┌──
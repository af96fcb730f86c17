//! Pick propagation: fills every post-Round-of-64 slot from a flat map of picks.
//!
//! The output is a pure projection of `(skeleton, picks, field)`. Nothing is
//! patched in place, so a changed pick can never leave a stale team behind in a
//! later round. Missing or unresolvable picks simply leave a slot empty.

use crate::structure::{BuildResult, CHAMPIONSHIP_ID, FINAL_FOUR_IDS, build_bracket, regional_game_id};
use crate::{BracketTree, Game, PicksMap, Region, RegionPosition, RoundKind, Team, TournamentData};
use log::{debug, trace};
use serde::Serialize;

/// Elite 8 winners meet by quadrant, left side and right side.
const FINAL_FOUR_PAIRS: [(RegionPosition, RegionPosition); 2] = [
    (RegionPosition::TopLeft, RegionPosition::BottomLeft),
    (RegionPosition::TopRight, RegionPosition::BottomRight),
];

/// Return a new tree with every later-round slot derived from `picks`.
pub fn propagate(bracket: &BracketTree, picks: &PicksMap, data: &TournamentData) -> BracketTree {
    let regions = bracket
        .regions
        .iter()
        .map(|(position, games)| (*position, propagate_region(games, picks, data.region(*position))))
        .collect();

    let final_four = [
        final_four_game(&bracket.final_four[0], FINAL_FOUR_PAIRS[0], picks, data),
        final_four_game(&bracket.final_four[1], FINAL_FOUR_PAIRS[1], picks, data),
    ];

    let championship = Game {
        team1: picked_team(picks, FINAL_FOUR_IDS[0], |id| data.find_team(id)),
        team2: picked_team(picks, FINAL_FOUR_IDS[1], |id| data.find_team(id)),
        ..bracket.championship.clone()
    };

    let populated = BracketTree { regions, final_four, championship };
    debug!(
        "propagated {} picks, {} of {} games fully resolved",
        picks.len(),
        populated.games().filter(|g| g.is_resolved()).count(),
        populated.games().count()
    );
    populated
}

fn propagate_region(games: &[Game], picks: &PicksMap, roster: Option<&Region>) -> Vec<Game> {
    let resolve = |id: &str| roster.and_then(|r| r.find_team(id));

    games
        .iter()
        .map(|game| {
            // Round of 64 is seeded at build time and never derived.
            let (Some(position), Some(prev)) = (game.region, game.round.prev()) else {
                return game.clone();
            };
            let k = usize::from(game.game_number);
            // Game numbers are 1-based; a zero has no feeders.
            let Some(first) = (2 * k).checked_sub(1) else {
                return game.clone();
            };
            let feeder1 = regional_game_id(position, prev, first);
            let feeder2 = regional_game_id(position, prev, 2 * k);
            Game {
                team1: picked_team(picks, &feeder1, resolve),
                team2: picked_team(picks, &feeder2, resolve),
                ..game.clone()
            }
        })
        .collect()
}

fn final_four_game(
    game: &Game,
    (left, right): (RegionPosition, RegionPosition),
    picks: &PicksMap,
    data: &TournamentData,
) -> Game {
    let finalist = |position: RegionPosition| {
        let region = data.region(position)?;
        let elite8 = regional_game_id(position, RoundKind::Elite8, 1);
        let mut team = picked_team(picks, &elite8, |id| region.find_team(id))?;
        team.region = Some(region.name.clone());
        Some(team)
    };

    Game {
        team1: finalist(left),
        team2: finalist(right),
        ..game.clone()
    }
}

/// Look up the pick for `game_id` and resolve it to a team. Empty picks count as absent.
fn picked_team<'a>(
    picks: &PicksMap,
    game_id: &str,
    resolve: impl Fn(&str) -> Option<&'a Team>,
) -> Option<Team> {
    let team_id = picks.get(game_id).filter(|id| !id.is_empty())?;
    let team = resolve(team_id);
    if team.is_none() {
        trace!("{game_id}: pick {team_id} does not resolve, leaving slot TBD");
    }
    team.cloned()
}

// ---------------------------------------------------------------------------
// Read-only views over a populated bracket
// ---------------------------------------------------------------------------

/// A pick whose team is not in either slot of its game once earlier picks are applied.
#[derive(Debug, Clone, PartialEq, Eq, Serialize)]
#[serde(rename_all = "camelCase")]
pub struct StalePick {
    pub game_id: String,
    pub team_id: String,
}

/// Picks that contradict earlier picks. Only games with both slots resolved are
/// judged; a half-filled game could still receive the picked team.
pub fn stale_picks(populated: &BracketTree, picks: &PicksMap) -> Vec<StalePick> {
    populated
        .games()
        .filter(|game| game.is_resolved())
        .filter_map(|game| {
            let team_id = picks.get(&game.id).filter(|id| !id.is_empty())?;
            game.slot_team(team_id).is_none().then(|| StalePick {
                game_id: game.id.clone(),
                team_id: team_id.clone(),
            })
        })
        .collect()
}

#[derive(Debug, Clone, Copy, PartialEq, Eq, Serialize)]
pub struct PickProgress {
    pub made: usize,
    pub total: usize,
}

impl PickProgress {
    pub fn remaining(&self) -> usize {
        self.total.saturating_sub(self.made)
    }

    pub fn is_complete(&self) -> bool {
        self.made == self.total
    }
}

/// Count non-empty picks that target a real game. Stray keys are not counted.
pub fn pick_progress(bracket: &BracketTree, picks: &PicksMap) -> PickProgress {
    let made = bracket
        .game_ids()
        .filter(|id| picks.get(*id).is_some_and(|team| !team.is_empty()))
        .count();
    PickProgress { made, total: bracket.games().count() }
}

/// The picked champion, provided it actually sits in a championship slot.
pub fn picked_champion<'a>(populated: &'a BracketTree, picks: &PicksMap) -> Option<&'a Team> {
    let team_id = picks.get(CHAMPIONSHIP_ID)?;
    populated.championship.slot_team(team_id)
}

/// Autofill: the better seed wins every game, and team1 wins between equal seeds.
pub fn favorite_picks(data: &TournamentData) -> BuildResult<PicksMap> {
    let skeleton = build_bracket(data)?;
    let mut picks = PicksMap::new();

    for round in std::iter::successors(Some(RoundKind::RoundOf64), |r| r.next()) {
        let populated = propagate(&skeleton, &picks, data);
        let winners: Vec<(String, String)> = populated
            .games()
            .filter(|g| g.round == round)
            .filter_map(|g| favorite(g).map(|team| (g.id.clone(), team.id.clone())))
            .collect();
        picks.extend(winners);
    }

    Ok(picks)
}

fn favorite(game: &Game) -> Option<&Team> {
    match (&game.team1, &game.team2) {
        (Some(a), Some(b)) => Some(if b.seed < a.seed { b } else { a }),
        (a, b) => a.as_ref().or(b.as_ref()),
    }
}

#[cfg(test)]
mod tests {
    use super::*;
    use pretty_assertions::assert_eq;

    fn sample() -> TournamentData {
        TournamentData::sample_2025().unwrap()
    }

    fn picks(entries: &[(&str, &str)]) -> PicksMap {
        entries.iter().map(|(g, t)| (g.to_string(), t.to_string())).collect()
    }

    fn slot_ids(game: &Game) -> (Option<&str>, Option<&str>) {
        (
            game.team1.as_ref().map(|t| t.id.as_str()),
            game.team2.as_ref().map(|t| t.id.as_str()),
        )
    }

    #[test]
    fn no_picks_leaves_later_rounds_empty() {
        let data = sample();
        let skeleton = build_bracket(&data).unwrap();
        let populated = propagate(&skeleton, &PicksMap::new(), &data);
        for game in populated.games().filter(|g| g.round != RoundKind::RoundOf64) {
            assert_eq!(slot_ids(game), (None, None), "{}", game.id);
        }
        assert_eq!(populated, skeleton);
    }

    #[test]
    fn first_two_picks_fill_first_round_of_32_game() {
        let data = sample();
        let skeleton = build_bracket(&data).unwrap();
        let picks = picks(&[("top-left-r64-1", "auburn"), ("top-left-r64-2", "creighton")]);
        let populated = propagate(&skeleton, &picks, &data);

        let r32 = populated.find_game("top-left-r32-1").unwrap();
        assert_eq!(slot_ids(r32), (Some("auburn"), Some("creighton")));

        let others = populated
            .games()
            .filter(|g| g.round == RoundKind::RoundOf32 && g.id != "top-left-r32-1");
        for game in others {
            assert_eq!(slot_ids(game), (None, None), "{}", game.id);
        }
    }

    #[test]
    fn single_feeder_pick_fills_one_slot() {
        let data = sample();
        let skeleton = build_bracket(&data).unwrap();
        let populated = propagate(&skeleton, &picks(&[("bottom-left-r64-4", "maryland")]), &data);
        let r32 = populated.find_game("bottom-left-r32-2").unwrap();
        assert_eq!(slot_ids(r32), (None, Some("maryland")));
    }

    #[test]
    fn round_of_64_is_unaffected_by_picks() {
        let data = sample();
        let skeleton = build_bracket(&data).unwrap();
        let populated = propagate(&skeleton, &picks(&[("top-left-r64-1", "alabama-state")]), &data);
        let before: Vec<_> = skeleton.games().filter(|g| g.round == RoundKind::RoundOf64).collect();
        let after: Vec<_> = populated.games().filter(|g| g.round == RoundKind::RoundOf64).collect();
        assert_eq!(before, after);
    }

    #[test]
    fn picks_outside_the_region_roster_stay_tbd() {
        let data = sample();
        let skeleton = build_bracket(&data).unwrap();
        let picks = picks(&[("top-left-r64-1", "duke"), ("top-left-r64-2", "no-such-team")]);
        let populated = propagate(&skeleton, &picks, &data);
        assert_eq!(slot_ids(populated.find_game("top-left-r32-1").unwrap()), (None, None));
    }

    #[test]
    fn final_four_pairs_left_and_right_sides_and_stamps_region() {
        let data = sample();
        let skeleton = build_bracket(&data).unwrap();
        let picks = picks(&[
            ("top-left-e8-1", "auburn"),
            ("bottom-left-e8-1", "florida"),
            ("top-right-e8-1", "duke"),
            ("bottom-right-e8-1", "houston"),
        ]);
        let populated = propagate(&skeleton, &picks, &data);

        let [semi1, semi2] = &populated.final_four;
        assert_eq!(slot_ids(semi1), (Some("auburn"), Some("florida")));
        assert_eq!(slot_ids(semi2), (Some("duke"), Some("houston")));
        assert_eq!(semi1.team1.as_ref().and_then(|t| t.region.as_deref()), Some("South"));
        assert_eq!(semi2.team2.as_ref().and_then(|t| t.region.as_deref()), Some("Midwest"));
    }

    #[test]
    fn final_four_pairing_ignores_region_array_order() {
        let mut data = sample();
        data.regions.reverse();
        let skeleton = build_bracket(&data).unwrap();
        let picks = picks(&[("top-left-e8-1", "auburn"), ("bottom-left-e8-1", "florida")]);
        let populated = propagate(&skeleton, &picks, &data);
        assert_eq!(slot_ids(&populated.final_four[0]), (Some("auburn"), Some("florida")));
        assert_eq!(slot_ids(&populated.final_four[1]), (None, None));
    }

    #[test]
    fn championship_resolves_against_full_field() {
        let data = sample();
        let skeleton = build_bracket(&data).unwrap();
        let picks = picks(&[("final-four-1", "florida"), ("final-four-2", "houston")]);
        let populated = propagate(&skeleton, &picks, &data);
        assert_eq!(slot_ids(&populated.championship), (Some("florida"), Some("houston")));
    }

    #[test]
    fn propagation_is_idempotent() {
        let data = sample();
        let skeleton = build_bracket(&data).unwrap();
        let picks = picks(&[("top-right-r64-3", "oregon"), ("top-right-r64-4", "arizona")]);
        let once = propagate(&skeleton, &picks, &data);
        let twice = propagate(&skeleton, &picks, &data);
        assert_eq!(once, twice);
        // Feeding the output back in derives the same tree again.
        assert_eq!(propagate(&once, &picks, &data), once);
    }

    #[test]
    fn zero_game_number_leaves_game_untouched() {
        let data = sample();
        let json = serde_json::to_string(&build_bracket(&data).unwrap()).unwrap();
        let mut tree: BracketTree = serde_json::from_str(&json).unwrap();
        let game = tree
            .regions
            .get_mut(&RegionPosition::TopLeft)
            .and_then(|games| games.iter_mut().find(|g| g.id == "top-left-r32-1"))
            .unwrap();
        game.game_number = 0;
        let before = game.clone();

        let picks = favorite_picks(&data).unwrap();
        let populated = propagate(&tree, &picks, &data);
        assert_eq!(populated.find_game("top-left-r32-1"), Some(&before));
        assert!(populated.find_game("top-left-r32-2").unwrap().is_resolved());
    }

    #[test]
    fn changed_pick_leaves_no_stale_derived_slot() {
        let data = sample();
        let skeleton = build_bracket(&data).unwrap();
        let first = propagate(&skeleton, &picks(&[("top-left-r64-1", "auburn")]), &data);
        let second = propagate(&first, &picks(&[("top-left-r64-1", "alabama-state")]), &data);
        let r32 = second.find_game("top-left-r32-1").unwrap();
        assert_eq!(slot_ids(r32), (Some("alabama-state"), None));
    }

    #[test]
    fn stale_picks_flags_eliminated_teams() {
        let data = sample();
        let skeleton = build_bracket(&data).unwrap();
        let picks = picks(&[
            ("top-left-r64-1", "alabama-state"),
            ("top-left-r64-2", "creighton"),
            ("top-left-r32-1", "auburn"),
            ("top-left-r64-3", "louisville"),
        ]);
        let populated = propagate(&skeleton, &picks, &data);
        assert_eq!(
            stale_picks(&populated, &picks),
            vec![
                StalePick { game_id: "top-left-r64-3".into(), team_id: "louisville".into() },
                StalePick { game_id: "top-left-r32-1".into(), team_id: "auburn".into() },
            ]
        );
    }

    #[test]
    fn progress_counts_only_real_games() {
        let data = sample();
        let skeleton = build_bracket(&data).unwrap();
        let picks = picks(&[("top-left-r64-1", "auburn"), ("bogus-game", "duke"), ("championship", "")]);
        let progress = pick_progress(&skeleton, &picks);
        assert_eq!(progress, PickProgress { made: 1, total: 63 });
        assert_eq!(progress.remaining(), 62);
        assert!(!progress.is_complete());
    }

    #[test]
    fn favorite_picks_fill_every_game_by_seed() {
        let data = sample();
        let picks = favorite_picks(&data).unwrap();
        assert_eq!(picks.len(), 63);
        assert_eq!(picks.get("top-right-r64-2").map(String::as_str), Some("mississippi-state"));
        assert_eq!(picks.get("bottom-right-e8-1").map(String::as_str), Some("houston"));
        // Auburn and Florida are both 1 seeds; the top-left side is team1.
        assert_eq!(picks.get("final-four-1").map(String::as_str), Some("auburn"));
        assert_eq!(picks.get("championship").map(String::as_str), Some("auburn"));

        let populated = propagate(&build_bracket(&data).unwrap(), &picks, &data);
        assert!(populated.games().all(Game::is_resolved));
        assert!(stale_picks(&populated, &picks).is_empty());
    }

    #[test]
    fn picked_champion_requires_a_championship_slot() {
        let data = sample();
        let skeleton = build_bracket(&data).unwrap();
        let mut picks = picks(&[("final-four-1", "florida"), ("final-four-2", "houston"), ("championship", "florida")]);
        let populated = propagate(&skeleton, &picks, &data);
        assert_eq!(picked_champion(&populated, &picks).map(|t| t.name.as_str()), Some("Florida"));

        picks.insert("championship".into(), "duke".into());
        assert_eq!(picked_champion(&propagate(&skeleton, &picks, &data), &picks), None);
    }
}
└──
* What you are asked to do *
Within this data, count the lines that include the string "PicksMap" and write the number with nothing else.

* Solution to this exercise *
12